### Work to be completed
Extract each record and reproduce it exactly.

——

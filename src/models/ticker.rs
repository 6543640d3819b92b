use rust_decimal::Decimal;

#[derive(Debug, Clone, PartialEq)]
pub struct Ticker {
    pub symbol: String,
    pub bid: Option<Decimal>,
    pub ask: Option<Decimal>,
    pub last: Decimal,
    pub volume: Decimal,
    pub timestamp: i64,
}
//! Public client facade.
//!
//! [`StreamClient`] hands out [`Subscription`] queues and forwards requests
//! to the background [`ConnectionManager`] task over an unbounded command
//! channel. Subscriptions may be registered before [`StreamClient::connect`];
//! they are sent once the first session becomes ready.

use tokio::runtime::Handle;
use tokio::sync::{mpsc, oneshot, watch};
use tokio::task::JoinHandle;
use tokio_util::sync::CancellationToken;
use tracing::{debug, info, warn};

use crate::config::ClientConfig;
use crate::models::{Channel, ChannelType, OrderBook};
use crate::profile::ExchangeProfile;
use crate::subscription::{Subscription, SubscriptionHandle, Update, bounded};
use crate::websocket::{Command, ConnectionManager, ConnectionState};
use crate::{Result, TickmuxError};

/// Streaming market data client for one exchange endpoint.
pub struct StreamClient {
    config: ClientConfig,
    profile: Option<Box<dyn ExchangeProfile>>,
    cmd_tx: mpsc::UnboundedSender<Command>,
    cmd_rx: Option<mpsc::UnboundedReceiver<Command>>,
    state_tx: Option<watch::Sender<ConnectionState>>,
    state_rx: watch::Receiver<ConnectionState>,
    cancel: CancellationToken,
    task: Option<JoinHandle<()>>,
    closed: bool,
}

impl StreamClient {
    #[must_use]
    pub fn new(config: ClientConfig, profile: Box<dyn ExchangeProfile>) -> Self {
        let (cmd_tx, cmd_rx) = mpsc::unbounded_channel();
        let (state_tx, state_rx) = watch::channel(ConnectionState::Disconnected);
        Self {
            config,
            profile: Some(profile),
            cmd_tx,
            cmd_rx: Some(cmd_rx),
            state_tx: Some(state_tx),
            state_rx,
            cancel: CancellationToken::new(),
            task: None,
            closed: false,
        }
    }

    /// Starts the background connection task.
    ///
    /// Calling it again while connected is a no-op.
    ///
    /// # Errors
    ///
    /// Returns [`TickmuxError::Closed`] after [`close`](Self::close), or
    /// [`TickmuxError::Config`] when called outside a tokio runtime.
    pub fn connect(&mut self) -> Result<()> {
        if self.closed {
            return Err(TickmuxError::Closed);
        }
        if self.task.is_some() {
            debug!("connect called on a running client");
            return Ok(());
        }
        let runtime = runtime()?;
        let (Some(profile), Some(cmd_rx), Some(state_tx)) = (
            self.profile.take(),
            self.cmd_rx.take(),
            self.state_tx.take(),
        ) else {
            return Err(TickmuxError::Closed);
        };

        info!(
            url = self.config.endpoint(),
            profile = profile.name(),
            "Starting stream client"
        );
        let manager =
            ConnectionManager::new(&self.config, profile, cmd_rx, state_tx, self.cancel.clone());
        self.task = Some(runtime.spawn(manager.run()));
        Ok(())
    }

    /// Stops the connection task and ends every subscription.
    ///
    /// Idempotent. A closed client cannot be reconnected.
    pub async fn close(&mut self) {
        if self.closed {
            return;
        }
        self.closed = true;
        self.cancel.cancel();
        match self.task.take() {
            Some(task) => {
                if let Err(e) = task.await {
                    warn!(error = %e, "Connection task ended abnormally");
                }
            }
            None => {
                // Never connected: dropping the queued commands ends their streams.
                self.cmd_rx = None;
                self.profile = None;
                if let Some(state_tx) = self.state_tx.take() {
                    state_tx.send_replace(ConnectionState::Closed);
                }
            }
        }
        info!("Stream client closed");
    }

    /// Subscribes to a symbol-scoped channel.
    ///
    /// # Errors
    ///
    /// Returns [`TickmuxError::Closed`] if the client has been closed.
    pub fn watch(&self, kind: ChannelType, symbol: &str) -> Result<Subscription> {
        self.watch_channel(Channel::new(kind, symbol))
    }

    /// Subscribes to any channel, including account-wide private ones.
    ///
    /// # Errors
    ///
    /// Returns [`TickmuxError::Closed`] if the client has been closed.
    pub fn watch_channel(&self, channel: Channel) -> Result<Subscription> {
        if self.closed {
            return Err(TickmuxError::Closed);
        }
        let (sink, subscription) = bounded(
            SubscriptionHandle::next(),
            channel.clone(),
            self.config.queue_capacity,
        );
        debug!(%channel, handle = %subscription.handle(), "Watching channel");
        self.send(Command::Subscribe { channel, sink })?;
        Ok(subscription)
    }

    /// Subscribes and feeds every update to `callback` on a separate task.
    ///
    /// The task ends after a failure update or when the subscription is
    /// removed with [`unwatch`](Self::unwatch).
    ///
    /// # Errors
    ///
    /// Returns [`TickmuxError::Closed`] if the client has been closed, or
    /// [`TickmuxError::Config`] when called outside a tokio runtime.
    pub fn watch_with<F>(&self, channel: Channel, mut callback: F) -> Result<SubscriptionHandle>
    where
        F: FnMut(Update) + Send + 'static,
    {
        let runtime = runtime()?;
        let mut subscription = self.watch_channel(channel)?;
        let handle = subscription.handle();
        runtime.spawn(async move {
            while let Some(update) = subscription.recv().await {
                let failed = matches!(update, Update::Failed(_));
                callback(update);
                if failed {
                    break;
                }
            }
            debug!(%handle, "Callback subscription finished");
        });
        Ok(handle)
    }

    /// Removes one handler; the channel is unsubscribed when none remain.
    ///
    /// Accepts either a [`SubscriptionHandle`] or a `&Subscription`.
    ///
    /// # Errors
    ///
    /// Returns [`TickmuxError::Closed`] if the client has been closed.
    pub fn unwatch(&self, subscription: impl Into<SubscriptionHandle>) -> Result<()> {
        if self.closed {
            return Err(TickmuxError::Closed);
        }
        self.send(Command::Unsubscribe {
            handle: subscription.into(),
        })
    }

    /// Returns a copy of the current order book for `symbol`.
    ///
    /// `Ok(None)` means no snapshot has arrived yet (or nothing watches the
    /// symbol).
    ///
    /// # Errors
    ///
    /// Returns [`TickmuxError::NotConnected`] before [`connect`](Self::connect)
    /// and [`TickmuxError::Closed`] after [`close`](Self::close).
    pub async fn order_book(&self, symbol: &str) -> Result<Option<OrderBook>> {
        if self.closed {
            return Err(TickmuxError::Closed);
        }
        if self.task.is_none() {
            return Err(TickmuxError::NotConnected);
        }
        let (reply, response) = oneshot::channel();
        self.send(Command::OrderBook {
            symbol: symbol.to_string(),
            reply,
        })?;
        response.await.map_err(|_| TickmuxError::Closed)
    }

    /// Current connection state.
    pub fn state(&self) -> ConnectionState {
        *self.state_rx.borrow()
    }

    /// A receiver that observes every connection state change.
    pub fn state_changes(&self) -> watch::Receiver<ConnectionState> {
        self.state_rx.clone()
    }

    fn send(&self, command: Command) -> Result<()> {
        self.cmd_tx.send(command).map_err(|_| TickmuxError::Closed)
    }
}

impl Drop for StreamClient {
    fn drop(&mut self) {
        self.cancel.cancel();
    }
}

fn runtime() -> Result<Handle> {
    Handle::try_current()
        .map_err(|e| TickmuxError::Config(format!("a tokio runtime is required: {e}")))
}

——

### Output of the task
filename src/models/ticker.rs
repository 6543640d3819b92b
use rust_decimal::Decimal;

#[derive(Debug, Clone, PartialEq)]
pub struct Ticker {
    pub symbol: String,
    pub bid: Option<Decimal>,
    pub ask: Option<Decimal>,
    pub last: Decimal,
    pub volume: Decimal,
    pub timestamp: i64,
}
//! Public client facade.
//!
//! [`StreamClient`] hands out [`Subscription`] queues and forwards requests
//! to the background [`ConnectionManager`] task over an unbounded command
//! channel. Subscriptions may be registered before [`StreamClient::connect`];
//! they are sent once the first session becomes ready.

use tokio::runtime::Handle;
use tokio::sync::{mpsc, oneshot, watch};
use tokio::task::JoinHandle;
use tokio_util::sync::CancellationToken;
use tracing::{debug, info, warn};

use crate::config::ClientConfig;
use crate::models::{Channel, ChannelType, OrderBook};
use crate::profile::ExchangeProfile;
use crate::subscription::{Subscription, SubscriptionHandle, Update, bounded};
use crate::websocket::{Command, ConnectionManager, ConnectionState};
use crate::{Result, TickmuxError};

/// Streaming market data client for one exchange endpoint.
pub struct StreamClient {
    config: ClientConfig,
    profile: Option<Box<dyn ExchangeProfile>>,
    cmd_tx: mpsc::UnboundedSender<Command>,
    cmd_rx: Option<mpsc::UnboundedReceiver<Command>>,
    state_tx: Option<watch::Sender<ConnectionState>>,
    state_rx: watch::Receiver<ConnectionState>,
    cancel: CancellationToken,
    task: Option<JoinHandle<()>>,
    closed: bool,
}

impl StreamClient {
    #[must_use]
    pub fn new(config: ClientConfig, profile: Box<dyn ExchangeProfile>) -> Self {
        let (cmd_tx, cmd_rx) = mpsc::unbounded_channel();
        let (state_tx, state_rx) = watch::channel(ConnectionState::Disconnected);
        Self {
            config,
            profile: Some(profile),
            cmd_tx,
            cmd_rx: Some(cmd_rx),
            state_tx: Some(state_tx),
            state_rx,
            cancel: CancellationToken::new(),
            task: None,
            closed: false,
        }
    }

    /// Starts the background connection task.
    ///
    /// Calling it again while connected is a no-op.
    ///
    /// # Errors
    ///
    /// Returns [`TickmuxError::Closed`] after [`close`](Self::close), or
    /// [`TickmuxError::Config`] when called outside a tokio runtime.
    pub fn connect(&mut self) -> Result<()> {
        if self.closed {
            return Err(TickmuxError::Closed);
        }
        if self.task.is_some() {
            debug!("connect called on a running client");
            return Ok(());
        }
        let runtime = runtime()?;
        let (Some(profile), Some(cmd_rx), Some(state_tx)) = (
            self.profile.take(),
            self.cmd_rx.take(),
            self.state_tx.take(),
        ) else {
            return Err(TickmuxError::Closed);
        };

        info!(
            url = self.config.endpoint(),
            profile = profile.name(),
            "Starting stream client"
        );
        let manager =
            ConnectionManager::new(&self.config, profile, cmd_rx, state_tx, self.cancel.clone());
        self.task = Some(runtime.spawn(manager.run()));
        Ok(())
    }

    /// Stops the connection task and ends every subscription.
    ///
    /// Idempotent. A closed client cannot be reconnected.
    pub async fn close(&mut self) {
        if self.closed {
            return;
        }
        self.closed = true;
        self.cancel.cancel();
        match self.task.take() {
            Some(task) => {
                if let Err(e) = task.await {
                    warn!(error = %e, "Connection task ended abnormally");
                }
            }
            None => {
                // Never connected: dropping the queued commands ends their streams.
                self.cmd_rx = None;
                self.profile = None;
                if let Some(state_tx) = self.state_tx.take() {
                    state_tx.send_replace(ConnectionState::Closed);
                }
            }
        }
        info!("Stream client closed");
    }

    /// Subscribes to a symbol-scoped channel.
    ///
    /// # Errors
    ///
    /// Returns [`TickmuxError::Closed`] if the client has been closed.
    pub fn watch(&self, kind: ChannelType, symbol: &str) -> Result<Subscription> {
        self.watch_channel(Channel::new(kind, symbol))
    }

    /// Subscribes to any channel, including account-wide private ones.
    ///
    /// # Errors
    ///
    /// Returns [`TickmuxError::Closed`] if the client has been closed.
    pub fn watch_channel(&self, channel: Channel) -> Result<Subscription> {
        if self.closed {
            return Err(TickmuxError::Closed);
        }
        let (sink, subscription) = bounded(
            SubscriptionHandle::next(),
            channel.clone(),
            self.config.queue_capacity,
        );
        debug!(%channel, handle = %subscription.handle(), "Watching channel");
        self.send(Command::Subscribe { channel, sink })?;
        Ok(subscription)
    }

    /// Subscribes and feeds every update to `callback` on a separate task.
    ///
    /// The task ends after a failure update or when the subscription is
    /// removed with [`unwatch`](Self::unwatch).
    ///
    /// # Errors
    ///
    /// Returns [`TickmuxError::Closed`] if the client has been closed, or
    /// [`TickmuxError::Config`] when called outside a tokio runtime.
    pub fn watch_with<F>(&self, channel: Channel, mut callback: F) -> Result<SubscriptionHandle>
    where
        F: FnMut(Update) + Send + 'static,
    {
        let runtime = runtime()?;
        let mut subscription = self.watch_channel(channel)?;
        let handle = subscription.handle();
        runtime.spawn(async move {
            while let Some(update) = subscription.recv().await {
                let failed = matches!(update, Update::Failed(_));
                callback(update);
                if failed {
                    break;
                }
            }
            debug!(%handle, "Callback subscription finished");
        });
        Ok(handle)
    }

    /// Removes one handler; the channel is unsubscribed when none remain.
    ///
    /// Accepts either a [`SubscriptionHandle`] or a `&Subscription`.
    ///
    /// # Errors
    ///
    /// Returns [`TickmuxError::Closed`] if the client has been closed.
    pub fn unwatch(&self, subscription: impl Into<SubscriptionHandle>) -> Result<()> {
        if self.closed {
            return Err(TickmuxError::Closed);
        }
        self.send(Command::Unsubscribe {
            handle: subscription.into(),
        })
    }

    /// Returns a copy of the current order book for `symbol`.
    ///
    /// `Ok(None)` means no snapshot has arrived yet (or nothing watches the
    /// symbol).
    ///
    /// # Errors
    ///
    /// Returns [`TickmuxError::NotConnected`] before [`connect`](Self::connect)
    /// and [`TickmuxError::Closed`] after [`close`](Self::close).
    pub async fn order_book(&self, symbol: &str) -> Result<Option<OrderBook>> {
        if self.closed {
            return Err(TickmuxError::Closed);
        }
        if self.task.is_none() {
            return Err(TickmuxError::NotConnected);
        }
        let (reply, response) = oneshot::channel();
        self.send(Command::OrderBook {
            symbol: symbol.to_string(),
            reply,
        })?;
        response.await.map_err(|_| TickmuxError::Closed)
    }

    /// Current connection state.
    pub fn state(&self) -> ConnectionState {
        *self.state_rx.borrow()
    }

    /// A receiver that observes every connection state change.
    pub fn state_changes(&self) -> watch::Receiver<ConnectionState> {
        self.state_rx.clone()
    }

    fn send(&self, command: Command) -> Result<()> {
        self.cmd_tx.send(command).map_err(|_| TickmuxError::Closed)
    }
}

impl Drop for StreamClient {
    fn drop(&mut self) {
        self.cancel.cancel();
    }
}

fn runtime() -> Result<Handle> {
    Handle::try_current()
        .map_err(|e| TickmuxError::Config(format!("a tokio runtime is required: {e}")))
}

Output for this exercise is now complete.